### YOUR OBJECTIVE
Report every line below that has the string "never" in it.

[[ THE RECORDS open ]]

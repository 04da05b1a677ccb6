//! Per-generation statistics and stagnation bookkeeping.

use super::types::Individual;
use std::collections::HashSet;

/// Generations without improvement after which a run counts as stagnant.
pub const DEFAULT_STAGNATION_THRESHOLD: usize = 50;

/// Snapshot of a population at one generation.
#[derive(Debug, Clone, PartialEq)]
#[cfg_attr(feature = "serde", derive(serde::Serialize))]
pub struct Stats {
    /// Generation number; 0 is the random initial population.
    pub generation: usize,

    /// Highest-fitness individual. Ties go to the earliest in population
    /// order.
    pub best: Individual,

    /// Arithmetic mean fitness over the population.
    pub average_fitness: f64,

    /// Distinct sequences as a percentage of population size, in (0, 100].
    pub diversity: f64,

    /// The best individual equals the target.
    pub is_complete: bool,

    /// `generations_since_improvement` has reached the stagnation threshold.
    pub is_stagnant: bool,

    pub generations_since_improvement: usize,
}

impl Stats {
    /// Computes a snapshot of `population`.
    ///
    /// Pure: stagnation fields are read from `tracker`, never updated here.
    ///
    /// # Panics
    /// Panics if `population` is empty.
    pub(crate) fn compute(
        generation: usize,
        population: &[Individual],
        target_len: usize,
        tracker: &StagnationTracker,
    ) -> Self {
        let best = find_best(population).clone();
        Self {
            generation,
            average_fitness: average_fitness(population),
            diversity: diversity(population),
            is_complete: best.is_match(target_len),
            is_stagnant: tracker.is_stagnant(),
            generations_since_improvement: tracker.generations_since_improvement(),
            best,
        }
    }
}

/// First individual with maximal fitness.
///
/// # Panics
/// Panics if `population` is empty.
pub fn find_best(population: &[Individual]) -> &Individual {
    let mut iter = population.iter();
    let mut best = iter.next().expect("population must not be empty");
    for ind in iter {
        if ind.fitness() > best.fitness() {
            best = ind;
        }
    }
    best
}

/// Mean fitness; `0.0` for an empty population.
pub fn average_fitness(population: &[Individual]) -> f64 {
    if population.is_empty() {
        return 0.0;
    }
    let total: usize = population.iter().map(Individual::fitness).sum();
    total as f64 / population.len() as f64
}

/// Percentage of distinct sequences; `0.0` for an empty population.
pub fn diversity(population: &[Individual]) -> f64 {
    if population.is_empty() {
        return 0.0;
    }
    let distinct: HashSet<&[char]> = population.iter().map(Individual::dna).collect();
    distinct.len() as f64 / population.len() as f64 * 100.0
}

/// Best-fitness history and the consecutive-generations-without-improvement
/// counter.
///
/// Updates are keyed to the generation number: recording the same
/// generation twice is a no-op, so reading statistics can never advance
/// the counter.
#[derive(Debug, Clone, PartialEq, Eq)]
pub struct StagnationTracker {
    history: Vec<usize>,
    generations_since_improvement: usize,
    last_recorded: Option<usize>,
    threshold: usize,
}

impl StagnationTracker {
    pub fn new(threshold: usize) -> Self {
        Self {
            history: Vec::new(),
            generations_since_improvement: 0,
            last_recorded: None,
            threshold,
        }
    }

    /// Records `best_fitness` for `generation`.
    ///
    /// Returns `false` (and changes nothing) when this generation was
    /// already recorded.
    pub fn record(&mut self, generation: usize, best_fitness: usize) -> bool {
        if self.last_recorded == Some(generation) {
            return false;
        }
        if let Some(&previous) = self.history.last() {
            if best_fitness > previous {
                self.generations_since_improvement = 0;
            } else {
                self.generations_since_improvement += 1;
            }
        }
        self.history.push(best_fitness);
        self.last_recorded = Some(generation);
        true
    }

    /// Best fitness per recorded generation, oldest first.
    pub fn history(&self) -> &[usize] {
        &self.history
    }

    pub fn generations_since_improvement(&self) -> usize {
        self.generations_since_improvement
    }

    pub fn threshold(&self) -> usize {
        self.threshold
    }

    pub(crate) fn set_threshold(&mut self, threshold: usize) {
        self.threshold = threshold;
    }

    pub fn is_stagnant(&self) -> bool {
        self.generations_since_improvement >= self.threshold
    }
}

impl Default for StagnationTracker {
    fn default() -> Self {
        Self::new(DEFAULT_STAGNATION_THRESHOLD)
    }
}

[[ THE RECORDS closed ]]

### OUTPUT FOR THIS TASK
    /// Pure: stagnation fields are read from `tracker`, never updated here.
/// generation twice is a no-op, so reading statistics can never advance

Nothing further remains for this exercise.